Click on his username and it should say private message. Click that and type away. Either that or I am sure he will pop back in here.


----------



## Tren4Life (Jan 4, 2013)

bands should be there today. I hope he smashes a new pr!!!!


----------



## PillarofBalance (Jan 4, 2013)

Steelers4Life said:


> bands should be there today. I hope he smashes a new pr!!!!



he got them and was shocked and excited... Thanks brother. He'll really put these things to good use.  I really appreciate this and consider this a personal favor.


----------



## Tren4Life (Jan 4, 2013)

no problem man, glad to help. They would have gotten dry rotted before i will be strong enough to use them.


----------



## jackdaddy (Jul 17, 2014)

Quick question on bands, I've been reading a lot and watching a lot of videos on westside powerlifting and see a lot of bands. My question is I don't own bands nor does the current gym I go to should I purchase a set for maximum results?


----------



## heavydeads83 (Jul 20, 2014)

jackdaddy said:


> Quick question on bands, I've been reading a lot and watching a lot of videos on westside powerlifting and see a lot of bands. My question is I don't own bands nor does the current gym I go to should I purchase a set for maximum results?
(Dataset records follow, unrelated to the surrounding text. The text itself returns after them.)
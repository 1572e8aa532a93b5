//! Network module with deferred startup.
//!
//! `new()` takes the shared state, `start()` binds every listener and
//! reports the ports, and `serve()` runs the HTTP, RPC and optional metrics
//! listeners until shutdown, then drains in-flight calls.

use std::future::Future;
use std::sync::Arc;

use axum::extract::DefaultBodyLimit;
use axum::routing::get;
use axum::Router;
use tokio::net::TcpListener;
use tracing::{info, warn};

use super::handlers::{
    aggregate, health_handler, health_status, metadata, ping_handler, predict, prometheus_handler,
    ready_handler, route, send_feedback, transform_input, transform_output, AppState,
};
use super::middleware::build_http_layers;
use super::rpc;
use super::shutdown::ShutdownController;

/// Ports actually bound by [`NetworkModule::start`].
#[derive(Debug, Clone, Copy, PartialEq, Eq)]
pub struct BoundPorts {
    pub http: u16,
    pub rpc: u16,
    pub metrics: Option<u16>,
}

/// Owns the listeners of one serving process.
pub struct NetworkModule {
    state: AppState,
    http: Option<TcpListener>,
    rpc: Option<TcpListener>,
    metrics: Option<TcpListener>,
}

impl NetworkModule {
    #[must_use]
    pub fn new(state: AppState) -> Self {
        Self {
            state,
            http: None,
            rpc: None,
            metrics: None,
        }
    }

    #[must_use]
    pub fn state(&self) -> &AppState {
        &self.state
    }

    #[must_use]
    pub fn shutdown_controller(&self) -> Arc<ShutdownController> {
        Arc::clone(&self.state.shutdown)
    }

    /// Binds the HTTP, RPC and (when configured) metrics listeners.
    ///
    /// # Errors
    ///
    /// Returns an error if any address cannot be bound.
    pub async fn start(&mut self) -> anyhow::Result<BoundPorts> {
        let config = Arc::clone(&self.state.config);

        let http = TcpListener::bind(config.http_addr()).await?;
        let rpc = TcpListener::bind(config.rpc_addr()).await?;
        let metrics = match config.metrics_port {
            Some(port) => Some(TcpListener::bind(format!("{}:{port}", config.host)).await?),
            None => None,
        };

        let ports = BoundPorts {
            http: http.local_addr()?.port(),
            rpc: rpc.local_addr()?.port(),
            metrics: metrics.as_ref().map(|l| l.local_addr()).transpose()?.map(|a| a.port()),
        };
        info!(
            host = %config.host,
            http = ports.http,
            rpc = ports.rpc,
            metrics = ?ports.metrics,
            "listeners bound"
        );

        self.http = Some(http);
        self.rpc = Some(rpc);
        self.metrics = metrics;
        Ok(ports)
    }

    /// Serves until `shutdown` resolves or the controller is triggered, then
    /// waits up to `drain_timeout` for in-flight calls.
    ///
    /// # Errors
    ///
    /// Returns an error if `start()` was not called, or if a listener fails.
    pub async fn serve(self, shutdown: impl Future<Output = ()> + Send + 'static) -> anyhow::Result<()> {
        let (Some(http), Some(rpc_listener)) = (self.http, self.rpc) else {
            anyhow::bail!("start() must be called before serve()");
        };
        let state = self.state;
        let ctrl = Arc::clone(&state.shutdown);

        tokio::spawn({
            let ctrl = Arc::clone(&ctrl);
            async move {
                shutdown.await;
                ctrl.trigger_shutdown();
            }
        });

        ctrl.set_ready();

        let rpc_task = tokio::spawn(rpc::serve(rpc_listener, state.clone()));
        let metrics_task = self.metrics.map(|listener| {
            let router = build_metrics_router(state.clone());
            let ctrl = Arc::clone(&ctrl);
            tokio::spawn(async move {
                axum::serve(listener, router)
                    .with_graceful_shutdown(async move { ctrl.triggered().await })
                    .await
            })
        });

        let router = build_router(state.clone());
        axum::serve(http, router)
            .with_graceful_shutdown({
                let ctrl = Arc::clone(&ctrl);
                async move { ctrl.triggered().await }
            })
            .await?;

        rpc_task.await??;
        if let Some(task) = metrics_task {
            task.await??;
        }

        if ctrl.wait_for_drain(state.config.drain_timeout).await {
            info!("all in-flight calls drained");
        } else {
            warn!(
                in_flight = ctrl.in_flight_count(),
                "drain timeout expired with calls in flight"
            );
        }
        Ok(())
    }
}

/// All HTTP routes with the middleware stack applied.
///
/// Operation endpoints accept `GET` and `POST`:
/// `/predict`, `/api/v1.0/predictions`, `/send-feedback`,
/// `/api/v1.0/feedback`, `/transform-input`, `/transform-output`, `/route`,
/// `/aggregate`. Plus `/health/status`, `/metadata`, `/health/ping`,
/// `/ready`, `/health`, `/prometheus` and `/metrics`.
pub fn build_router(state: AppState) -> Router {
    let layers = build_http_layers(&state.config);

    Router::new()
        .route("/predict", get(predict).post(predict))
        .route("/api/v1.0/predictions", get(predict).post(predict))
        .route("/send-feedback", get(send_feedback).post(send_feedback))
        .route("/api/v1.0/feedback", get(send_feedback).post(send_feedback))
        .route("/transform-input", get(transform_input).post(transform_input))
        .route("/transform-output", get(transform_output).post(transform_output))
        .route("/route", get(route).post(route))
        .route("/aggregate", get(aggregate).post(aggregate))
        .route("/health/status", get(health_status))
        .route("/metadata", get(metadata))
        .route("/health/ping", get(ping_handler))
        .route("/ready", get(ready_handler))
        .route("/health", get(health_handler))
        .route("/prometheus", get(prometheus_handler))
        .route("/metrics", get(prometheus_handler))
        .layer(DefaultBodyLimit::disable())
        .layer(layers)
        .with_state(state)
}

/// Exposition only, for the dedicated metrics port.
pub fn build_metrics_router(state: AppState) -> Router {
    Router::new()
        .route("/prometheus", get(prometheus_handler))
        .route("/metrics", get(prometheus_handler))
        .with_state(state)
}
depends on your goals.  If you're indeed training for strength,  yes I would invest in a set.  They're really good for overloading and getting your body use to handling weight that you aren't use to.  Bands and chains both done wonders for me.  Unless you're using bands pulling against the bar,  I prefer chains because you handle the extra weight without any help off of the bottom of the lift.


----------



## Tren4Life (Jul 20, 2014)

I like them for speed work. I think most guys use to much bar weight and not enough band weight. I use 135 to bench with and started with light bands and worked my way up. It helped the bar speed off my chest a bunch.


----------



## Sledge (May 14, 2015)

I try to rotate bands chains and straight weight every week for dynamic effort days. Really tremendous improvement in overall power


----------



## Tren4Life (May 14, 2015)

Sledge said:


> I try to rotate bands chains and straight weight every week for dynamic effort days. Really tremendous improvement in overall power





No doubt on the strength gains.  I don't yuse bands to squat with anymore. They took me out of my grove.


----------



## heavydeads83 (May 15, 2015)

I like bands but I like chains a whole lot more.


----------



## StoliFTW (May 15, 2015)

Chains r on my wish list


----------



## Tren4Life (May 15, 2015)

StoliFTW said:


> Chains r on my wish list



Check your local supply places. I got 5/8 for 6.75 a foot. 214 bucks for 3 sets 5 feet long.


----------



## StoliFTW (May 15, 2015)

Like mom and dad type home depots? Am checking craigslist from time to time ..


----------



## Sledge (May 15, 2015)

I got mine at home depot. Get a few caribiners too so you can mix and match. U could also watch Craigslist or hit up yard sales for tie chains and stuff.


----------



## JonSupps (May 26, 2015)

They can be expensive, but there some cool ones on Rogue's website.


----------



## Sledge (Jul 18, 2015)

How often do u guys use bands for dynamic days? I usually rotate bands, chains and straight weight. But I'm thinking of using the bands more. Would using bands for every dynamic day be overdoing it? Maybe just rotate bands and chains and skip the straight weight?


----------



## PillarofBalance (Jul 18, 2015)

Sledge said:


> How often do u guys use bands for dynamic days? I usually rotate bands, chains and straight weight. But I'm thinking of using the bands more. Would using bands for every dynamic day be overdoing it? Maybe just rotate bands and chains and skip the straight weight?


Imo bands can be over done BY SOME. This depends on the individual though.  For me if I use bands too frequently it destroys more joints from the plyometric effect.


----------



## StoliFTW (Jul 18, 2015)

I agree with POB I cycle bands on my DE days using them 2 weeks then 4 without. Wish my gym had chains


----------



## trodizzle (Jul 18, 2015)




----------